:: Collected data entries ::

↓

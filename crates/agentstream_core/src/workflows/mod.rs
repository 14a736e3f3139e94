//! crates/agentstream_core/src/workflows/mod.rs
//!
//! The workflow manager: generates feed batches from the text-generation
//! port, executes workflows by streaming, and tracks the feed session state.

mod parser;
mod progress;
mod prompts;
mod ranking;

pub use parser::{fallback_workflows, parse_workflows, try_parse_workflows};
pub use progress::count_step_markers;
pub use prompts::{
    build_execution_prompt, build_personalized_prompt, build_stock_prompt,
    DESIGNER_SYSTEM_INSTRUCTION, EXECUTOR_SYSTEM_INSTRUCTION,
};
pub use ranking::{extract_categories, extract_tools};

use crate::domain::{ExecutionProgress, ExecutionResult, ExecutionStatus, Workflow};
use crate::ports::{GenerationRequest, PortError, PortResult, TextGenerationService};
use crate::storage::{generate_id, Storage};
use chrono::Utc;
use std::sync::{Arc, Mutex, MutexGuard, PoisonError};
use tokio_util::sync::CancellationToken;
use tracing::{info, warn};

/// Callback receiving coarse generation progress in `[0.0, 1.0]`.
pub type GenerationProgress<'a> = &'a (dyn Fn(f32) + Send + Sync);

/// Callback receiving one report per streamed execution fragment.
pub type ExecutionProgressFn<'a> = &'a (dyn Fn(&ExecutionProgress) + Send + Sync);

//=========================================================================================
// Feed State
//=========================================================================================

#[derive(Debug)]
struct FeedState {
    workflows: Vec<Workflow>,
    has_more: bool,
    generating: bool,
    executing: Option<String>,
}

/// Resets part of the feed state when dropped, so flags never outlive the
/// call that set them, whether it returned, failed or was cancelled.
struct ResetOnDrop<'a> {
    state: &'a Mutex<FeedState>,
    reset: fn(&mut FeedState),
}

impl Drop for ResetOnDrop<'_> {
    fn drop(&mut self) {
        let mut state = self.state.lock().unwrap_or_else(PoisonError::into_inner);
        (self.reset)(&mut state);
    }
}

//=========================================================================================
// The Workflow Manager
//=========================================================================================

pub struct WorkflowManager {
    storage: Storage,
    generator: Arc<dyn TextGenerationService>,
    max_workflows: usize,
    state: Mutex<FeedState>,
}

impl WorkflowManager {
    pub fn new(
        storage: Storage,
        generator: Arc<dyn TextGenerationService>,
        max_workflows: usize,
    ) -> Self {
        Self {
            storage,
            generator,
            max_workflows,
            state: Mutex::new(FeedState {
                workflows: Vec::new(),
                has_more: true,
                generating: false,
                executing: None,
            }),
        }
    }

    fn state(&self) -> MutexGuard<'_, FeedState> {
        self.state.lock().unwrap_or_else(PoisonError::into_inner)
    }

    /// Generates a batch of `count` workflows and appends it to the feed.
    ///
    /// Returns only the new batch. Network, API and format failures fall back
    /// to the built-in workflows; authentication and validation errors are
    /// returned to the caller.
    pub async fn generate_workflows(
        &self,
        profile_id: Option<&str>,
        count: usize,
        personalized: bool,
        on_progress: Option<GenerationProgress<'_>>,
    ) -> PortResult<Vec<Workflow>> {
        let _generating = self.begin_generating();
        let report = |fraction: f32| {
            if let Some(on_progress) = on_progress {
                on_progress(fraction);
            }
        };
        report(0.0);

        let saved = profile_id
            .map(|id| self.storage.saved_workflows(id))
            .unwrap_or_default();

        let prompt = if personalized && !saved.is_empty() {
            let categories = extract_categories(&saved);
            let tools = extract_tools(&saved);
            build_personalized_prompt(count, &categories, &tools, &saved)
        } else {
            build_stock_prompt(count)
        };
        info!(count, personalized, saved = saved.len(), "Generating workflows");

        let request =
            GenerationRequest::new(prompt).with_system_instruction(DESIGNER_SYSTEM_INSTRUCTION);
        report(0.2);

        let drafts = match self.generator.generate(&request).await {
            Ok(response) => {
                report(0.6);
                parse_workflows(&response)
            }
            Err(e) if e.is_recoverable_generation_failure() => {
                warn!(error = %e, "Workflow generation failed; using fallback set");
                fallback_workflows()
            }
            Err(e) => return Err(e),
        };
        report(0.8);

        let generated_at = Utc::now();
        let batch: Vec<Workflow> = drafts
            .into_iter()
            .map(|draft| Workflow::from_draft(draft, generate_id(), generated_at))
            .collect();
        report(1.0);

        let total = {
            let mut state = self.state();
            state.workflows.extend(batch.iter().cloned());
            state.workflows.len()
        };
        info!(generated = batch.len(), total, "Workflow generation complete");

        Ok(batch)
    }

    /// Runs `workflow` through a streaming generation, reporting progress per
    /// fragment and recording the execution in the profile's history.
    ///
    /// Errors are returned unchanged. Cancelling `cancel` drops the in-flight
    /// stream and returns `PortError::Cancelled` without touching history.
    pub async fn execute_workflow(
        &self,
        profile_id: Option<&str>,
        workflow: &Workflow,
        on_progress: Option<ExecutionProgressFn<'_>>,
        cancel: Option<&CancellationToken>,
    ) -> PortResult<ExecutionResult> {
        self.state().executing = Some(workflow.id.clone());
        let _executing = ResetOnDrop {
            state: &self.state,
            reset: |state| state.executing = None,
        };
        info!(workflow_id = %workflow.id, title = %workflow.title, "Executing workflow");

        let request = GenerationRequest::new(build_execution_prompt(workflow))
            .with_system_instruction(EXECUTOR_SYSTEM_INSTRUCTION);
        let total_steps = workflow.steps.len();

        let mut on_chunk = |_fragment: &str, full: &str| {
            if let Some(on_progress) = on_progress {
                on_progress(&ExecutionProgress {
                    current_step: count_step_markers(full),
                    total_steps,
                    content: full.to_string(),
                    status: ExecutionStatus::Running,
                });
            }
        };
        let streaming = self.generator.generate_streaming(&request, &mut on_chunk);

        let results = match cancel {
            Some(token) => tokio::select! {
                biased;
                _ = token.cancelled() => {
                    info!(workflow_id = %workflow.id, "Workflow execution cancelled");
                    return Err(PortError::Cancelled);
                }
                results = streaming => results?,
            },
            None => streaming.await?,
        };

        if let Some(profile_id) = profile_id {
            self.storage.add_to_history(profile_id, workflow);
        }
        info!(workflow_id = %workflow.id, chars = results.len(), "Workflow execution complete");

        Ok(ExecutionResult {
            workflow: workflow.clone(),
            results,
            completed_at: Utc::now(),
            status: ExecutionStatus::Completed,
        })
    }

    /// Whether another batch may be requested right now.
    pub fn can_load_more(&self) -> bool {
        let state = self.state();
        state.has_more && !state.generating && state.workflows.len() < self.max_workflows
    }

    pub fn reset_feed(&self) {
        let mut state = self.state();
        state.workflows.clear();
        state.has_more = true;
    }

    pub fn current_workflows(&self) -> Vec<Workflow> {
        self.state().workflows.clone()
    }

    pub fn is_generating(&self) -> bool {
        self.state().generating
    }

    pub fn executing_workflow_id(&self) -> Option<String> {
        self.state().executing.clone()
    }

    pub fn max_workflows(&self) -> usize {
        self.max_workflows
    }

    fn begin_generating(&self) -> ResetOnDrop<'_> {
        let mut state = self.state();
        if state.generating {
            warn!("Workflow generation requested while another is in flight");
        }
        state.generating = true;

        ResetOnDrop {
            state: &self.state,
            reset: |state| state.generating = false,
        }
    }
}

↑

:: Task objective ::
Take the stretch of lines above from the one containing "state.workflows.extend(batch.iter().cloned());" through the one containing "let total_steps = workflow.steps.len();" and repeat it exactly, adding no other line.

:: Written reply ::
            state.workflows.extend(batch.iter().cloned());
            state.workflows.len()
        };
        info!(generated = batch.len(), total, "Workflow generation complete");

        Ok(batch)
    }

    /// Runs `workflow` through a streaming generation, reporting progress per
    /// fragment and recording the execution in the profile's history.
    ///
    /// Errors are returned unchanged. Cancelling `cancel` drops the in-flight
    /// stream and returns `PortError::Cancelled` without touching history.
    pub async fn execute_workflow(
        &self,
        profile_id: Option<&str>,
        workflow: &Workflow,
        on_progress: Option<ExecutionProgressFn<'_>>,
        cancel: Option<&CancellationToken>,
    ) -> PortResult<ExecutionResult> {
        self.state().executing = Some(workflow.id.clone());
        let _executing = ResetOnDrop {
            state: &self.state,
            reset: |state| state.executing = None,
        };
        info!(workflow_id = %workflow.id, title = %workflow.title, "Executing workflow");

        let request = GenerationRequest::new(build_execution_prompt(workflow))
            .with_system_instruction(EXECUTOR_SYSTEM_INSTRUCTION);
        let total_steps = workflow.steps.len();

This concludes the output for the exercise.